── Data for analysis
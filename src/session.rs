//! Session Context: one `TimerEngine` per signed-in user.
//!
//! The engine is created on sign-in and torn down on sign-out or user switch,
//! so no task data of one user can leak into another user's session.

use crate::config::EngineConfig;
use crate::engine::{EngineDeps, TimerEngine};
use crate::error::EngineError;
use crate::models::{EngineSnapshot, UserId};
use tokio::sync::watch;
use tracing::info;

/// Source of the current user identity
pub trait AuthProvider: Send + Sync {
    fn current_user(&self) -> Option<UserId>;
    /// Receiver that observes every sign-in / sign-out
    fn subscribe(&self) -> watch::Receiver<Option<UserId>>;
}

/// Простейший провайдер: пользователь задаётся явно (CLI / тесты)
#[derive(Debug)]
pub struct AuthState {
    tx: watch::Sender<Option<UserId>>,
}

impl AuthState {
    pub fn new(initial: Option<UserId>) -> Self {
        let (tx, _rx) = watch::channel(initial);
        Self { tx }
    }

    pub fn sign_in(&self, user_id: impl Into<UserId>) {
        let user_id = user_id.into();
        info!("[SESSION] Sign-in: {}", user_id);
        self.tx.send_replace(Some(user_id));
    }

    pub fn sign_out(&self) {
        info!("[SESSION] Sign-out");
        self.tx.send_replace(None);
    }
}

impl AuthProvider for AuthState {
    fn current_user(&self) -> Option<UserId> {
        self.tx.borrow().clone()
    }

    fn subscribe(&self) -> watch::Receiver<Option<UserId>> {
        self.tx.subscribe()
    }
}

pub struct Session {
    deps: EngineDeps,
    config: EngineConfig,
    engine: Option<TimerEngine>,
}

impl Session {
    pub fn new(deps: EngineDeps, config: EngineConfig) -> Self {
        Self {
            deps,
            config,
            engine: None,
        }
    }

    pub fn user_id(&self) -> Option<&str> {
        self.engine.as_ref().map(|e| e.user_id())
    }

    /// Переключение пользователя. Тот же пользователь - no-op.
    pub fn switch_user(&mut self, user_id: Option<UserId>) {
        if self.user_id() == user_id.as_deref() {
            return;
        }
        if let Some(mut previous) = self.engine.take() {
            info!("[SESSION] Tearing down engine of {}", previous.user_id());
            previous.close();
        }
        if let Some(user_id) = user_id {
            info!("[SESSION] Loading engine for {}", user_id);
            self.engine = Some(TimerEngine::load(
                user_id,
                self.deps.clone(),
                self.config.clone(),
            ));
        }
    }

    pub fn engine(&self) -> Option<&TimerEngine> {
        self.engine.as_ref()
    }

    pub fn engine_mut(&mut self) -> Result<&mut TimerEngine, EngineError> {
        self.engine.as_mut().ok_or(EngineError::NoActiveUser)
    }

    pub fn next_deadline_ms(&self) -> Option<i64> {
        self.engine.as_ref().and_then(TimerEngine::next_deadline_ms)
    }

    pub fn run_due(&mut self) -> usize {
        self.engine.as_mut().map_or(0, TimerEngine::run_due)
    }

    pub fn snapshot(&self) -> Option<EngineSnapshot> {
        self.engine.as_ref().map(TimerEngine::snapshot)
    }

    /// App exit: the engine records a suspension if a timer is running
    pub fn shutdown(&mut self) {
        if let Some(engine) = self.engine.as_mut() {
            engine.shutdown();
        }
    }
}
────
**What is being asked**
Print the line containing "if let Some(engine)" and every line after it to the end of the records above, exactly as written, and nothing else.

**Exercise output**
        if let Some(engine) = self.engine.as_mut() {
            engine.shutdown();
        }
    }
}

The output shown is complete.